**What this task involves**
Going through the data below, please show each line containing the string "queries".

**Collected data**

━━━

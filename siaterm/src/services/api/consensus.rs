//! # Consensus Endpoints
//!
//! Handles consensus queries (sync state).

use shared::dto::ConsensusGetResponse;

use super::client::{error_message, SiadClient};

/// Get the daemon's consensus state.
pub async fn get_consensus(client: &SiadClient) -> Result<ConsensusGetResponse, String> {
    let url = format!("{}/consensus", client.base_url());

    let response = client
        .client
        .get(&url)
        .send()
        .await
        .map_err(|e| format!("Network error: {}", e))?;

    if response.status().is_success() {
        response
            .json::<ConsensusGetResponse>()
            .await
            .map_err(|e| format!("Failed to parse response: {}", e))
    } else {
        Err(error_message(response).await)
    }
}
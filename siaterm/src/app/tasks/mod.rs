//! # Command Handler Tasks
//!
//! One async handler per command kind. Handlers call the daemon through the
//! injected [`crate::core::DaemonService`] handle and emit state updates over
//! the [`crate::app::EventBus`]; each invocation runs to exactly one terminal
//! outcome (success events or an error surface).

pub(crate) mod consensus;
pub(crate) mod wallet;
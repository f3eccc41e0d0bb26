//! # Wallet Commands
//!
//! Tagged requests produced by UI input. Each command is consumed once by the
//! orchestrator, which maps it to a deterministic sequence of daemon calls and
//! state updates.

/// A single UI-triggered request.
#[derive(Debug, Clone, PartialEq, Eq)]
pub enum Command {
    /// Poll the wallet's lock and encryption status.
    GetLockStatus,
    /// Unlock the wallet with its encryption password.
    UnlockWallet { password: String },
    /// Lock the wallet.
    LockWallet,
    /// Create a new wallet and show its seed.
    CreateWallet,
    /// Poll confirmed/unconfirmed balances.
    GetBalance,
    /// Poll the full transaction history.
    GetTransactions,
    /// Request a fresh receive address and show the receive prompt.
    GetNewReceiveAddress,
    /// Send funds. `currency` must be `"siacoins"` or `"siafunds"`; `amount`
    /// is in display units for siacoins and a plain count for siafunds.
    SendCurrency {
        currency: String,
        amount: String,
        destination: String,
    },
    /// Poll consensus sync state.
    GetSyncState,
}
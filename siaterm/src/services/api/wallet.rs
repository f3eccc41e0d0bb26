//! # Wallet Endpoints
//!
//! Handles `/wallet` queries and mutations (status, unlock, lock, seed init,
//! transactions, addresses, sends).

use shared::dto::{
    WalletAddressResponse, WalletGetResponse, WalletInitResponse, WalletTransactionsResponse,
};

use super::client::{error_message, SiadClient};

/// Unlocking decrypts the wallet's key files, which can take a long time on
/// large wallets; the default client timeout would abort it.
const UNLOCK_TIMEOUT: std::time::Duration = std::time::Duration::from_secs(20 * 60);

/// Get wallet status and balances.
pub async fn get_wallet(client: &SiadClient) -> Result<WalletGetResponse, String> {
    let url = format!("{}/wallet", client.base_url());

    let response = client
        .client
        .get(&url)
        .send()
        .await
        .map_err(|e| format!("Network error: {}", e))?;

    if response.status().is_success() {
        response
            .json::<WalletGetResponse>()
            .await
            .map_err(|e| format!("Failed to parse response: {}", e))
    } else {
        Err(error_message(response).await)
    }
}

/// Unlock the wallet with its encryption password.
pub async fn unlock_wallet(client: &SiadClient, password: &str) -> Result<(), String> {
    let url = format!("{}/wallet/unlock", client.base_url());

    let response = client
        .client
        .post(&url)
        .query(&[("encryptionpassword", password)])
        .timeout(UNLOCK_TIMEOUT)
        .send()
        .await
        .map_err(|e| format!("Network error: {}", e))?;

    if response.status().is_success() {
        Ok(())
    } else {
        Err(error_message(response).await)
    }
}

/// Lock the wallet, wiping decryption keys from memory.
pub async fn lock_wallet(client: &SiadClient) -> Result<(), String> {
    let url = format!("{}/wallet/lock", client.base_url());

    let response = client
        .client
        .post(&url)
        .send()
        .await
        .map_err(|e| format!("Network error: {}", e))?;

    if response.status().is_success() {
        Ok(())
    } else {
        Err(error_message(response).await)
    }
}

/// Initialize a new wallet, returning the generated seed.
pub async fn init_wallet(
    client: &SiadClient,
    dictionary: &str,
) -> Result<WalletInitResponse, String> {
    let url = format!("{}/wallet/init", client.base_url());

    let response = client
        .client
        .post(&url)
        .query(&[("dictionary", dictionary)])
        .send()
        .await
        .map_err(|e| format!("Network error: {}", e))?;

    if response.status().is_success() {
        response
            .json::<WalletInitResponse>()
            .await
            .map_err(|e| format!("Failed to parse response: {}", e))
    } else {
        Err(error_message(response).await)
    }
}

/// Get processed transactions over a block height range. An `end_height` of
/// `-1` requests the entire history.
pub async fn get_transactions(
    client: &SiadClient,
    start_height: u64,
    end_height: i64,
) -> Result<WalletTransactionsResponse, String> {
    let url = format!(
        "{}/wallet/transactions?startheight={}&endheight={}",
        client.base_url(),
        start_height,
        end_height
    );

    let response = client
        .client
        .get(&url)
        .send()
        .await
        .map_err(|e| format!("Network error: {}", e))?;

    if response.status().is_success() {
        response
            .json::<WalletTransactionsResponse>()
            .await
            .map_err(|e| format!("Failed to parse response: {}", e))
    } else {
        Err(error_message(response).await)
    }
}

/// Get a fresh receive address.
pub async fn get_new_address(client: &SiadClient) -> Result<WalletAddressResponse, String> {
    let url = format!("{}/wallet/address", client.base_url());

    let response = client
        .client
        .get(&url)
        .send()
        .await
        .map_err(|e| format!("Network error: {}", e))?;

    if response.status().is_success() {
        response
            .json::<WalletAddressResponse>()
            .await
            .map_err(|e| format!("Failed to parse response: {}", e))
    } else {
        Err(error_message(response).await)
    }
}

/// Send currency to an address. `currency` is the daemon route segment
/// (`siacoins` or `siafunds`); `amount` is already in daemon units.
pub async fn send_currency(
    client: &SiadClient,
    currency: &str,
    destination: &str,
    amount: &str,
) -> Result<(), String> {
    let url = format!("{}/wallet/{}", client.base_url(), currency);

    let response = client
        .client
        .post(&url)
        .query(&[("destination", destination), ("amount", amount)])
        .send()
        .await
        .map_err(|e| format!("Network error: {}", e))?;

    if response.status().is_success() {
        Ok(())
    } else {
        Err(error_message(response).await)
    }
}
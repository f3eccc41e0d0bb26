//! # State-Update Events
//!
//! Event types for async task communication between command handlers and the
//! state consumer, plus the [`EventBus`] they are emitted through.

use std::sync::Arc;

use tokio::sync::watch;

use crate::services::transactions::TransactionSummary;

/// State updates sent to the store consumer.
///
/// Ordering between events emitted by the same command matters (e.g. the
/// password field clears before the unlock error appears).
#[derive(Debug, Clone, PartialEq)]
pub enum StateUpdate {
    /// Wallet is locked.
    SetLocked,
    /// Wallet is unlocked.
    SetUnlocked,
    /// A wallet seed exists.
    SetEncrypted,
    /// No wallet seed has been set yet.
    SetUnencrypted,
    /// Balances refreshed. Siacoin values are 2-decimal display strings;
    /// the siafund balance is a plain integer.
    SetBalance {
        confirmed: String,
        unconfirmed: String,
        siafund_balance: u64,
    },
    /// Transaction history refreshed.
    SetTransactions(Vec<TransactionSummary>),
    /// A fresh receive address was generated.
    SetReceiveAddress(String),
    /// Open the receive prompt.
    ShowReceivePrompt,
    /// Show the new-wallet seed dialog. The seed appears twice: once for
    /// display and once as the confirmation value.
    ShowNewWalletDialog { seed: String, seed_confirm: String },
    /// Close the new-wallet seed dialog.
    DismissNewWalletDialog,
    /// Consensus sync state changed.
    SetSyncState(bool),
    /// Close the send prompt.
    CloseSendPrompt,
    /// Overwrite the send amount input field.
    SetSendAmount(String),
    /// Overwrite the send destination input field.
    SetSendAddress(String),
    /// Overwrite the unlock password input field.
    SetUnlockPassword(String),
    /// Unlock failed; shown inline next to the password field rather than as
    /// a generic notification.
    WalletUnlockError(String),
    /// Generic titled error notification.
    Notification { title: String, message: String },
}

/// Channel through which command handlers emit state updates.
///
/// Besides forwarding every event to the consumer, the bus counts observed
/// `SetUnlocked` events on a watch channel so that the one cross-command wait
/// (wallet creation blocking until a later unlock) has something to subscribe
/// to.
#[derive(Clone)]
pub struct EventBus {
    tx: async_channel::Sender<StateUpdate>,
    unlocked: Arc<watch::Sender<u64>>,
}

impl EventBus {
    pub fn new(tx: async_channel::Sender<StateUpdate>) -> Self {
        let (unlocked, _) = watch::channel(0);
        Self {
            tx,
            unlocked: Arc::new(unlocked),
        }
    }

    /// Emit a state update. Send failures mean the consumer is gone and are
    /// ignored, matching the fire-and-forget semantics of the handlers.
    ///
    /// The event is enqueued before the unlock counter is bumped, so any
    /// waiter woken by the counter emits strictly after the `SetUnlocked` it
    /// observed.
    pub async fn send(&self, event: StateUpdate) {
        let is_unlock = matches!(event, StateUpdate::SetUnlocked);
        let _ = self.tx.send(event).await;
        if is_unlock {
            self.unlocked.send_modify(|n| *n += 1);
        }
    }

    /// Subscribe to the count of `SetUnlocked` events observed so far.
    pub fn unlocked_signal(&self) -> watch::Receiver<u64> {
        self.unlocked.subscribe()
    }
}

━━━

**Answer for the task**
//! Handles consensus queries (sync state).
//! Handles `/wallet` queries and mutations (status, unlock, lock, seed init,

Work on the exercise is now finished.